[Record excerpts]

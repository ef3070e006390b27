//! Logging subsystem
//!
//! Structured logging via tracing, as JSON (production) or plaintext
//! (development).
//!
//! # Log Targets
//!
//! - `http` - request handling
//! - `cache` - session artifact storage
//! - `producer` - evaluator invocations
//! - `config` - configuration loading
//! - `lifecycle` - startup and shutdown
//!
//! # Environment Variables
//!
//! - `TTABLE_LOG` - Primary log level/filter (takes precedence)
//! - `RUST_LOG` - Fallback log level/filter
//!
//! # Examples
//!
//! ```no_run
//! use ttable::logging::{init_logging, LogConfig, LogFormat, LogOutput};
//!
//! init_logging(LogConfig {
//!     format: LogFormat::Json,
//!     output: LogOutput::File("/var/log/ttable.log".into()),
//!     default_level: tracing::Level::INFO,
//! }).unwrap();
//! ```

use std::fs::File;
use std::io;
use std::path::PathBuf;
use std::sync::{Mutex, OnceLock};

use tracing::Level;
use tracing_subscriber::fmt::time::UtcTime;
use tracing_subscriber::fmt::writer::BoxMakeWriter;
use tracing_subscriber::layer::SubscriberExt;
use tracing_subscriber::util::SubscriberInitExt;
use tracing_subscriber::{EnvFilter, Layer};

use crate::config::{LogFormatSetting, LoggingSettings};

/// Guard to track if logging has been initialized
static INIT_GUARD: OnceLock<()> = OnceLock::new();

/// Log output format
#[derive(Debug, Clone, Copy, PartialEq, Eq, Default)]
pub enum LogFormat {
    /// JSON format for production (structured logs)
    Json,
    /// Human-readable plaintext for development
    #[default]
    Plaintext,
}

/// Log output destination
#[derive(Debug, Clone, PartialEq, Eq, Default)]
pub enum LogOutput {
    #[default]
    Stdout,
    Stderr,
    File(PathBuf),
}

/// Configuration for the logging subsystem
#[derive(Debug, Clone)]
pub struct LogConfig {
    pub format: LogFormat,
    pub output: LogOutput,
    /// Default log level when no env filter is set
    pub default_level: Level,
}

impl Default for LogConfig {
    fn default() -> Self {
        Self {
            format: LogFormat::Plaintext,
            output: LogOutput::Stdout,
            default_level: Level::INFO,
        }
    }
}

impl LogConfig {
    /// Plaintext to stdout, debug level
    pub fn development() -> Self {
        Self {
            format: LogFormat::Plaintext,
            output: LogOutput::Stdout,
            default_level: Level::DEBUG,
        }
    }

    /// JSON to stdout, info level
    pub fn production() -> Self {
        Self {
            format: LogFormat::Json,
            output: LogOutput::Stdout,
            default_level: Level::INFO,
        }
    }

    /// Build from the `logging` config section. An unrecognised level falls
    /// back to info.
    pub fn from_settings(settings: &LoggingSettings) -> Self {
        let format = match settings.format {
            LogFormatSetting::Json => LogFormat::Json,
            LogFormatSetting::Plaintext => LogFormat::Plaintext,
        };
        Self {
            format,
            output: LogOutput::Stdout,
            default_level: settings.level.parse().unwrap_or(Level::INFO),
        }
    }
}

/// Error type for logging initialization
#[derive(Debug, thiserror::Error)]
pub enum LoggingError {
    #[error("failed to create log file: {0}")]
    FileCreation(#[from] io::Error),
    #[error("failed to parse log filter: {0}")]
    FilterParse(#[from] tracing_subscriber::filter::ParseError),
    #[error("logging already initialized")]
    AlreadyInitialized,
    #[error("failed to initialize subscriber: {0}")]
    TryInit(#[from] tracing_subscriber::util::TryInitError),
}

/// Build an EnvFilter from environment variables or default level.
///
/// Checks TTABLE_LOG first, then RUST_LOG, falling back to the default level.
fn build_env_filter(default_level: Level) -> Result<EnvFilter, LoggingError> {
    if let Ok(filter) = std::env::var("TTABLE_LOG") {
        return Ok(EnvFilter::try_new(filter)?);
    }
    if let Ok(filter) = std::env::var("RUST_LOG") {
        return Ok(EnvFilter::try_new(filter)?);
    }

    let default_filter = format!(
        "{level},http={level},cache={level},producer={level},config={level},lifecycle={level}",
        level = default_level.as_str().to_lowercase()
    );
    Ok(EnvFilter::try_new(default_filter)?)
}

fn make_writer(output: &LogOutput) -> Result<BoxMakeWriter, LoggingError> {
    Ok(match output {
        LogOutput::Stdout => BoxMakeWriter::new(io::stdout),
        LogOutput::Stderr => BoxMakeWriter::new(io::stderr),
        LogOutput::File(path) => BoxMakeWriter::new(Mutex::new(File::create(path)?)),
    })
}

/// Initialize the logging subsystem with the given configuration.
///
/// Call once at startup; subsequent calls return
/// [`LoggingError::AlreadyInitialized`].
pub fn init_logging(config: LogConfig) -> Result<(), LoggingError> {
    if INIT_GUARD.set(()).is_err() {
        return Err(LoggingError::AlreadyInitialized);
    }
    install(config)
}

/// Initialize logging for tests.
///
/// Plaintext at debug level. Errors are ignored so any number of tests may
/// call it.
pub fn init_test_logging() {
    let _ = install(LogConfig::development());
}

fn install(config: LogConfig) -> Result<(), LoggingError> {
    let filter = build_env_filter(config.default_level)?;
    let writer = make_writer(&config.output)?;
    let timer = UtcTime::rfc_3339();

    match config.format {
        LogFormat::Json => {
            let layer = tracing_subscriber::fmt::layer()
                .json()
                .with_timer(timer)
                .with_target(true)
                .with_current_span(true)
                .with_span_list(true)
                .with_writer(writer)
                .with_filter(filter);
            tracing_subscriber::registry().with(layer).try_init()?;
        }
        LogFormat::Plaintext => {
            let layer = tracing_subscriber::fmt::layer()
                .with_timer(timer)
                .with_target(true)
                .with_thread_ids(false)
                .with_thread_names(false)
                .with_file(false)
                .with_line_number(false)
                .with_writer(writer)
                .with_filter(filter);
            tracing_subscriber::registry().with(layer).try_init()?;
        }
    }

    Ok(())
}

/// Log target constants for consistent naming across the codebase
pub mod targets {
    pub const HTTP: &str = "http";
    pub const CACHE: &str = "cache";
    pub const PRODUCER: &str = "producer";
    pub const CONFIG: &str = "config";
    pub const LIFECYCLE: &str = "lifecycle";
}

[Your instructions] Search the data for "LogConfig". Copy every matching line.

[Solution to the problem]
//! use ttable::logging::{init_logging, LogConfig, LogFormat, LogOutput};
//! init_logging(LogConfig {
pub struct LogConfig {
impl Default for LogConfig {
impl LogConfig {
pub fn init_logging(config: LogConfig) -> Result<(), LoggingError> {
    let _ = install(LogConfig::development());
fn install(config: LogConfig) -> Result<(), LoggingError> {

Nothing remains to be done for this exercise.